For the records below, tally the lines that include the word "NotFound" and give only the tally.

MATERIAL FOR THE TASK >>
- - - - - - -

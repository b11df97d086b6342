//! Error types and the [`Error`] trait.
//!
//! Transport errors surfaced by this crate implement the [`Error`] trait,
//! which extends [`std::error::Error`] with retry semantics. [`BoxedError`]
//! erases the concrete transport error while preserving retryability, so a
//! single [`TransportError`](crate::executor::TransportError) can carry the
//! failure of any [`HttpClient`](crate::http::HttpClient).

use std::convert::Infallible;

use snafu::{AsErrorSource, Snafu};

/// Errors that may be produced by a transport.
pub trait Error: std::error::Error + AsErrorSource + Send + Sync + 'static {
    /// If true, this indicates that a failed request may succeed if retried.
    fn is_retryable(&self) -> bool;
}

impl Error for Infallible {
    fn is_retryable(&self) -> bool {
        false
    }
}

/// A boxed error that can be used without type parameters.
#[derive(Debug, Snafu)]
#[snafu(transparent)]
pub struct BoxedError {
    source: Box<dyn Error>,
}

impl BoxedError {
    /// Create a new boxed error from a generic `Error`.
    pub fn from_err<E: Error + 'static>(err: E) -> Self {
        Self {
            source: Box::new(err),
        }
    }

    /// Returns a reference to the inner error if it is of type `E`.
    #[must_use]
    pub fn downcast_ref<E: Error>(&self) -> Option<&E> {
        let inner: &dyn std::error::Error = self.source.as_ref();
        inner.downcast_ref::<E>()
    }
}

impl Error for BoxedError {
    fn is_retryable(&self) -> bool {
        self.source.is_retryable()
    }
}
/// One entry of a vault listing.
#[derive(Debug, Clone, PartialEq)]
pub enum RecordEntry {
    /// Decrypted and verified record.
    Intact(DetectionRecord),
    /// Placeholder for a record that failed decryption or verification.
    Corrupted(CorruptedRecord),
}

impl RecordEntry {
    /// Record id, or a file stem for unparseable files.
    pub fn id(&self) -> &str {
        match self {
            RecordEntry::Intact(r) => &r.id,
            RecordEntry::Corrupted(c) => &c.id,
        }
    }

    fn sort_key(&self) -> i64 {
        match self {
            RecordEntry::Intact(r) => r.timestamp_ms(),
            RecordEntry::Corrupted(c) => c.timestamp_ms.unwrap_or(i64::MIN),
        }
    }

    /// The record, if it was read intact.
    pub fn as_intact(&self) -> Option<&DetectionRecord> {
        match self {
            RecordEntry::Intact(r) => Some(r),
            RecordEntry::Corrupted(_) => None,
        }
    }

    /// Whether this entry is a placeholder.
    pub fn is_corrupted(&self) -> bool {
        matches!(self, RecordEntry::Corrupted(_))
    }
}

/// Aggregate counts over the vault.
#[derive(Debug, Clone, Copy, Default, PartialEq, Eq)]
pub struct VaultStats {
    /// Every listing entry, corrupted ones included.
    pub total: usize,
    /// Intact records scoring above 70.
    pub high_risk: usize,
    /// Confirmed or published.
    pub confirmed: usize,
    /// Intact records waiting for upload or retry.
    pub pending_sync: usize,
    /// Placeholders.
    pub corrupted: usize,
}

/// Encrypted record store rooted at a directory.
pub struct EvidenceVault {
    dir: PathBuf,
    cipher: RecordCipher,
    hash_algorithm: HashAlgorithm,
    locks: Box<[Mutex<()>]>,
}

impl EvidenceVault {
    /// Opens (creating if needed) a vault directory using the provided key.
    pub fn open(
        dir: impl Into<PathBuf>,
        keys: &dyn KeyProvider,
        hash_algorithm: HashAlgorithm,
    ) -> Result<Self, VaultError> {
        let dir = dir.into();
        fs::create_dir_all(&dir)?;
        let key = keys.load_or_generate()?;
        let cipher = RecordCipher::new(&key);

        tracing::info!(
            dir = %dir.display(),
            key = %cipher.fingerprint(),
            "Evidence vault opened"
        );

        Ok(Self {
            dir,
            cipher,
            hash_algorithm,
            locks: (0..LOCK_STRIPES).map(|_| Mutex::new(())).collect(),
        })
    }

    /// Directory holding the record files.
    pub fn dir(&self) -> &Path {
        &self.dir
    }

    /// Stores a new record. Fails if the id is already present.
    ///
    /// The sync status is reset to pending regardless of the caller's value.
    pub fn insert(&self, mut record: DetectionRecord) -> Result<(), VaultError> {
        let _guard = self.lock_for(&record.id).lock();

        let path = self.path_for(&record.id);
        if path.exists() {
            return Err(VaultError::AlreadyExists(record.id));
        }

        record.sync_status = SyncStatus::Pending;
        self.write(&path, &record)?;

        tracing::info!(
            id = %record.id,
            status = %record.status,
            risk_score = record.analysis.risk_score,
            "Record stored"
        );
        Ok(())
    }

    /// Reads and decrypts a single record.
    pub fn get(&self, id: &str) -> Result<DetectionRecord, VaultError> {
        self.read(&self.path_for(id), id)
    }

    /// Read-modify-write of one record under its lock.
    ///
    /// `apply` sees the persisted state, not a cached copy. If it returns an
    /// error nothing is written. If it changes the record content, the sync
    /// status is reset to pending.
    pub fn update<F, E>(&self, id: &str, apply: F) -> Result<DetectionRecord, E>
    where
        F: FnOnce(&mut DetectionRecord) -> Result<(), E>,
        E: From<VaultError>,
    {
        let _guard = self.lock_for(id).lock();

        let path = self.path_for(id);
        let current = self.read(&path, id)?;
        let mut updated = current.clone();
        apply(&mut updated)?;

        // Identity and creation time are fixed.
        updated.id = current.id.clone();
        updated.timestamp = current.timestamp;

        updated.sync_status = if content_changed(&current, &updated) {
            SyncStatus::Pending
        } else {
            current.sync_status
        };

        self.write(&path, &updated)?;
        Ok(updated)
    }

    /// Records the outcome of an upload attempt without touching content.
    pub fn set_sync_status(&self, id: &str, sync_status: SyncStatus) -> Result<(), VaultError> {
        let _guard = self.lock_for(id).lock();

        let path = self.path_for(id);
        let mut record = self.read(&path, id)?;
        if record.sync_status != sync_status {
            record.sync_status = sync_status;
            self.write(&path, &record)?;
        }
        Ok(())
    }

    /// Records an upload outcome for the version of the record that was sent.
    ///
    /// If the record was modified after `sent` was read, the outcome no longer
    /// describes what is on disk; it stays pending and `false` is returned.
    pub fn settle_sync(
        &self,
        sent: &DetectionRecord,
        outcome: SyncStatus,
    ) -> Result<bool, VaultError> {
        let _guard = self.lock_for(&sent.id).lock();

        let path = self.path_for(&sent.id);
        let mut current = self.read(&path, &sent.id)?;
        if content_changed(sent, &current) {
            tracing::debug!(id = %sent.id, "Record changed during upload, left queued");
            return Ok(false);
        }
        if current.sync_status != outcome {
            current.sync_status = outcome;
            self.write(&path, &current)?;
        }
        Ok(true)
    }

    /// Lists every record, most recent first.
    ///
    /// Records that fail to parse, verify or decrypt are returned as
    /// [`RecordEntry::Corrupted`] placeholders; they never abort the listing.
    pub fn list(&self) -> Result<Vec<RecordEntry>, VaultError> {
        let mut entries = Vec::new();

        for dir_entry in fs::read_dir(&self.dir)? {
            let path = match dir_entry {
                Ok(dir_entry) => dir_entry.path(),
                Err(e) => {
                    tracing::warn!(dir = %self.dir.display(), error = %e, "Unreadable directory entry");
                    entries.push(unreadable_entry(&e));
                    continue;
                }
            };
            if path.extension().and_then(|e| e.to_str()) != Some(RECORD_EXTENSION) {
                continue;
            }
            entries.push(self.read_entry(&path));
        }

        entries.sort_by(|a, b| b.sort_key().cmp(&a.sort_key()));
        Ok(entries)
    }

    /// Intact records whose sync status is pending or failed, oldest first.
    pub fn sync_queue(&self) -> Result<Vec<DetectionRecord>, VaultError> {
        let mut queue: Vec<_> = self
            .list()?
            .into_iter()
            .filter_map(|entry| match entry {
                RecordEntry::Intact(r) if r.sync_status.is_queued() => Some(r),
                _ => None,
            })
            .collect();
        queue.reverse();
        Ok(queue)
    }

    /// Aggregate counts for dashboards and metrics.
    pub fn stats(&self) -> Result<VaultStats, VaultError> {
        let mut stats = VaultStats::default();
        for entry in self.list()? {
            stats.total += 1;
            match entry {
                RecordEntry::Intact(r) => {
                    if r.analysis.risk_score > HIGH_RISK_SCORE {
                        stats.high_risk += 1;
                    }
                    if r.status.is_disclosable() {
                        stats.confirmed += 1;
                    }
                    if r.sync_status.is_queued() {
                        stats.pending_sync += 1;
                    }
                }
                RecordEntry::Corrupted(_) => stats.corrupted += 1,
            }
        }
        Ok(stats)
    }

    fn read_entry(&self, path: &Path) -> RecordEntry {
        let stem = path
            .file_stem()
            .and_then(|s| s.to_str())
            .unwrap_or_default()
            .to_string();

        let stored = match fs::read(path)
            .map_err(VaultError::from)
            .and_then(|bytes| serde_json::from_slice::<StoredRecord>(&bytes).map_err(VaultError::from))
        {
            Ok(stored) => stored,
            Err(e) => {
                tracing::warn!(file = %stem, error = %e, "Unreadable record file");
                return RecordEntry::Corrupted(CorruptedRecord {
                    id: stem,
                    timestamp_ms: None,
                    status: None,
                    reason: e.to_string(),
                });
            }
        };

        let (id, timestamp_ms, status) = (stored.id.clone(), stored.timestamp, stored.status);
        match stored.open(&self.cipher) {
            Ok(record) => RecordEntry::Intact(record),
            Err(e) => {
                tracing::warn!(id = %id, error = %e, "Record failed verification");
                RecordEntry::Corrupted(CorruptedRecord {
                    id,
                    timestamp_ms: Some(timestamp_ms),
                    status: Some(status),
                    reason: e.to_string(),
                })
            }
        }
    }

    fn read(&self, path: &Path, id: &str) -> Result<DetectionRecord, VaultError> {
        let bytes = match fs::read(path) {
            Ok(bytes) => bytes,
            Err(e) if e.kind() == std::io::ErrorKind::NotFound => {
                return Err(VaultError::NotFound(id.to_string()))
            }
            Err(e) => return Err(e.into()),
        };
        let stored: StoredRecord = serde_json::from_slice(&bytes)?;
        if stored.id != id {
            return Err(VaultError::Malformed {
                id: id.to_string(),
                reason: format!("file holds record {}", stored.id),
            });
        }
        stored.open(&self.cipher)
    }

    fn write(&self, path: &Path, record: &DetectionRecord) -> Result<(), VaultError> {
        let stored = StoredRecord::seal(record, &self.cipher, self.hash_algorithm)?;
        let bytes = serde_json::to_vec(&stored)?;

        let tmp = path.with_extension(format!("{}.tmp", uuid::Uuid::new_v4().simple()));
        let result = (|| -> std::io::Result<()> {
            let mut file = File::create(&tmp)?;
            file.write_all(&bytes)?;
            file.sync_all()?;
            fs::rename(&tmp, path)
        })();

        if let Err(e) = result {
            let _ = fs::remove_file(&tmp);
            return Err(e.into());
        }
        Ok(())
    }

    fn path_for(&self, id: &str) -> PathBuf {
        let name = blake3::hash(id.as_bytes()).to_hex();
        self.dir.join(format!("{}.{RECORD_EXTENSION}", &name[..32]))
    }

    fn lock_for(&self, id: &str) -> &Mutex<()> {
        let hash = blake3::hash(id.as_bytes());
        let mut prefix = [0u8; 8];
        prefix.copy_from_slice(&hash.as_bytes()[..8]);
        &self.locks[(u64::from_le_bytes(prefix) % self.locks.len() as u64) as usize]
    }
}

- - - - - - -

ANSWER BELOW >> 2